Let’s break it down:
– Last May, Thread started the monthly loan program which allowed us to lend about $150 to First Mile suppliers and collection center owners in our supply chain.
– Back in April 2017, Thread raised $10,000 through lenders on Kiva’s site.
– $5,000 will be given to innovative First Mile Entrepreneurs to help them grow and improve their business.
– The other $5,000 will allow us to continue our monthly program, but instead of only being able to lend $150, we can lend $800.
So far, who received the Kiva loans?
The first is Vilner. Vilner is a collection center owner in Port-Au-Prince. He has seven full time and three part time employees that work for him and makes 12 trips to a recycling facility a week. Vilner owns a truck, which is pretty rare in our collection network in Haiti. He is going to use the money to get new tires as well as hire a driver to help him out while he handles operations at his collection center.

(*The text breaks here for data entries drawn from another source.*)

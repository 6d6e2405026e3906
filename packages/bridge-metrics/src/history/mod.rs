//! Encrypted History
//!
//! ## Submodules
//!
//! - `hub` - Typed reads and writes against the metrics hub
//! - `paginator` - Tail pagination over the append-only history with self-healing grants
//! - `provenance` - Joins history indices to the transfer that produced them

pub mod hub;
pub mod paginator;
pub mod provenance;

pub use hub::MetricsHub;
pub use paginator::{HistoryPage, HistoryPaginator, HistoryRow, PageWindow};
pub use provenance::ProvenanceIndex;
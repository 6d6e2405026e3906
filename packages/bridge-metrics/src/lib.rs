//! Bridge-Metrics: client core for the confidential bridge metrics dashboard
//!
//! This crate holds everything the dashboard does besides rendering:
//!
//! - **RPC** - JSON-RPC transport, retry with backoff, endpoint rotation, paged log scans
//! - **EVM** - Contract bindings (metrics hub, OP-stack bridge/portal/oracle), event parsing, typed reads
//! - **Wallet** - EIP-1193 seam for the injected wallet (chain switching, transactions, typed-data signing)
//! - **Confidential** - Relayer seam, decryption sessions, per-handle decryption
//! - **History** - Hub access, tail pagination with self-healing grants, provenance join
//! - **Analytics** - Rolling 24h/7d volume, median, percentile and size buckets
//! - **Withdrawal** - L2→L1 withdrawal status resolution, proving and finalization
//! - **Orchestrator** - Deposit/withdraw flows that record the encrypted metric afterwards
//!
//! ## Usage
//!
//! ```toml
//! [dependencies]
//! bridge-metrics = { path = "../bridge-metrics" }
//! ```
//!
//! The browser pieces (wallet provider, relayer SDK) are supplied by the
//! embedding application through the [`wallet::Eip1193Provider`] and
//! [`confidential::Relayer`] traits.

pub mod analytics;
pub mod clock;
pub mod config;
pub mod confidential;
pub mod error;
pub mod evm;
pub mod history;
pub mod orchestrator;
pub mod redact;
pub mod rpc;
pub mod types;
pub mod wallet;
pub mod withdrawal;

#[cfg(test)]
pub(crate) mod testing;

// Re-export commonly used items at the crate root
pub use analytics::{AnalyticsWindow, PrivateTotals, SizeBuckets};
pub use clock::{Clock, SystemClock};
pub use config::{ChainConfig, Config};
pub use confidential::{ConfidentialReader, DecryptOutcome, Relayer, SessionCache};
pub use error::{classify_error, Error, ErrorClass, Result};
pub use history::{HistoryPage, HistoryPaginator, HistoryRow, MetricsHub, PageWindow};
pub use orchestrator::{BridgeOrchestrator, BridgeTransfer};
pub use rpc::{EndpointSet, LogScanner, RetryConfig, RotatingClient, RpcTransport};
pub use types::{Amount, Direction, DirectionalPair, HistoryRecord};
pub use wallet::{Eip1193Provider, WalletClient};
pub use withdrawal::{WithdrawalProver, WithdrawalReport, WithdrawalResolver, WithdrawalStatus};
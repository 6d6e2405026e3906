//! JSON-RPC over HTTP
//!
//! [`RpcTransport`] is the seam every chain read goes through. The HTTP
//! implementation applies a per-call timeout and maps each failure mode to a
//! classified [`Error`] so the retry and rotation layers can decide what to
//! do with it.

use async_trait::async_trait;
use reqwest::Client;
use serde::Deserialize;
use serde_json::Value;
use std::sync::atomic::{AtomicU64, Ordering};
use std::time::Duration;
use tracing::debug;

use crate::error::{Error, Result};

/// Issues one JSON-RPC request against one endpoint
#[async_trait]
pub trait RpcTransport: Send + Sync {
    /// Send `method(params)` to `url` and return the `result` member.
    ///
    /// A JSON-RPC `error` member maps to [`Error::Rpc`]; a `null` result is
    /// returned as [`Value::Null`].
    async fn request(&self, url: &str, method: &str, params: Value) -> Result<Value>;
}

/// JSON-RPC response envelope
#[derive(Debug, Deserialize)]
struct RpcResponse {
    #[serde(default)]
    result: Option<Value>,
    #[serde(default)]
    error: Option<RpcErrorBody>,
}

#[derive(Debug, Deserialize)]
struct RpcErrorBody {
    code: i64,
    message: String,
}

/// reqwest-backed transport with a per-call timeout
pub struct HttpTransport {
    client: Client,
    timeout: Duration,
    next_id: AtomicU64,
}

impl HttpTransport {
    pub fn new(timeout: Duration) -> Result<Self> {
        let client = Client::builder()
            .timeout(timeout)
            .build()
            .map_err(|e| Error::Transport(e.to_string()))?;

        Ok(Self {
            client,
            timeout,
            next_id: AtomicU64::new(1),
        })
    }

    fn map_reqwest(&self, url: &str, e: reqwest::Error) -> Error {
        if e.is_timeout() {
            return Error::Timeout {
                url: url.to_string(),
                timeout: self.timeout,
            };
        }
        if let Some(status) = e.status() {
            return Error::Http {
                status: status.as_u16(),
                url: url.to_string(),
            };
        }
        Error::Transport(e.to_string())
    }
}

#[async_trait]
impl RpcTransport for HttpTransport {
    async fn request(&self, url: &str, method: &str, params: Value) -> Result<Value> {
        let id = self.next_id.fetch_add(1, Ordering::Relaxed);
        let body = serde_json::json!({
            "jsonrpc": "2.0",
            "method": method,
            "params": params,
            "id": id
        });

        debug!(url = %url, method, id, "JSON-RPC request");

        let response = self
            .client
            .post(url)
            .json(&body)
            .send()
            .await
            .map_err(|e| self.map_reqwest(url, e))?;

        let status = response.status();
        if !status.is_success() {
            return Err(Error::Http {
                status: status.as_u16(),
                url: url.to_string(),
            });
        }

        let envelope = response
            .json::<RpcResponse>()
            .await
            .map_err(|e| self.map_reqwest(url, e))?;

        decode_envelope(envelope)
    }
}

fn decode_envelope(envelope: RpcResponse) -> Result<Value> {
    if let Some(error) = envelope.error {
        return Err(Error::Rpc {
            code: error.code,
            message: error.message,
        });
    }
    Ok(envelope.result.unwrap_or(Value::Null))
}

This loan will enable his truck to drive for collection center owners and big collectors who live in Leogane, which is an underserved area that often has difficulty transporting material to the main recycling facilities. Upon receiving his loan he said, “I am so happy about that. I knew that I would be qualified because I am a good candidate, I am supporting a lot of people. That loan will be a booster for me to prove my the results of my hard work.”
The second is Nadine. Nadine has been in the Thread family for a long time. She has seven employees that work for her, three full time and four part time, all while supporting 35 collectors at her existing collection centers. With her loan money, she plans to open two more collection centers. Not only does this mean that she will be able to expand her business, but she’ll also be able to employ even more collectors than she already is.
When Nadine was told she’d received the loan, she couldn’t help herself from laughing out of pure delight for about 30 seconds and said, “Really, really! I knew that I would be chosen, I knew it, I knew it!”
Nadine has put her entire life into growing her business and this loan will allow her to be as successful as she can possibly be. “I will do all my best to not disappoint any of you. I will show what a woman can do,” she said with a big smile.
“When it boils down to it, we realized that we’re investing more into people and less into ideas. For example, If you were to take a really good idea to a bank and ask for a loan to fund it, they would want to see some type of credibility that you’ll be able to execute against it. Nadine and Vilner are two center owners who we know to be excellent business people, so it made sense to put our trust (and our funding) behind them,” says Evan, Thread’s impact manager.
What is special about Nadine and Vilner is not just that they are driven, trustworthy people, but that they are leaders in their community. The impact of these loans will spread far beyond just Vilner and Nadine. They will be able to improve the lives of so many in their own communities with income opportunities and support from their collection centers.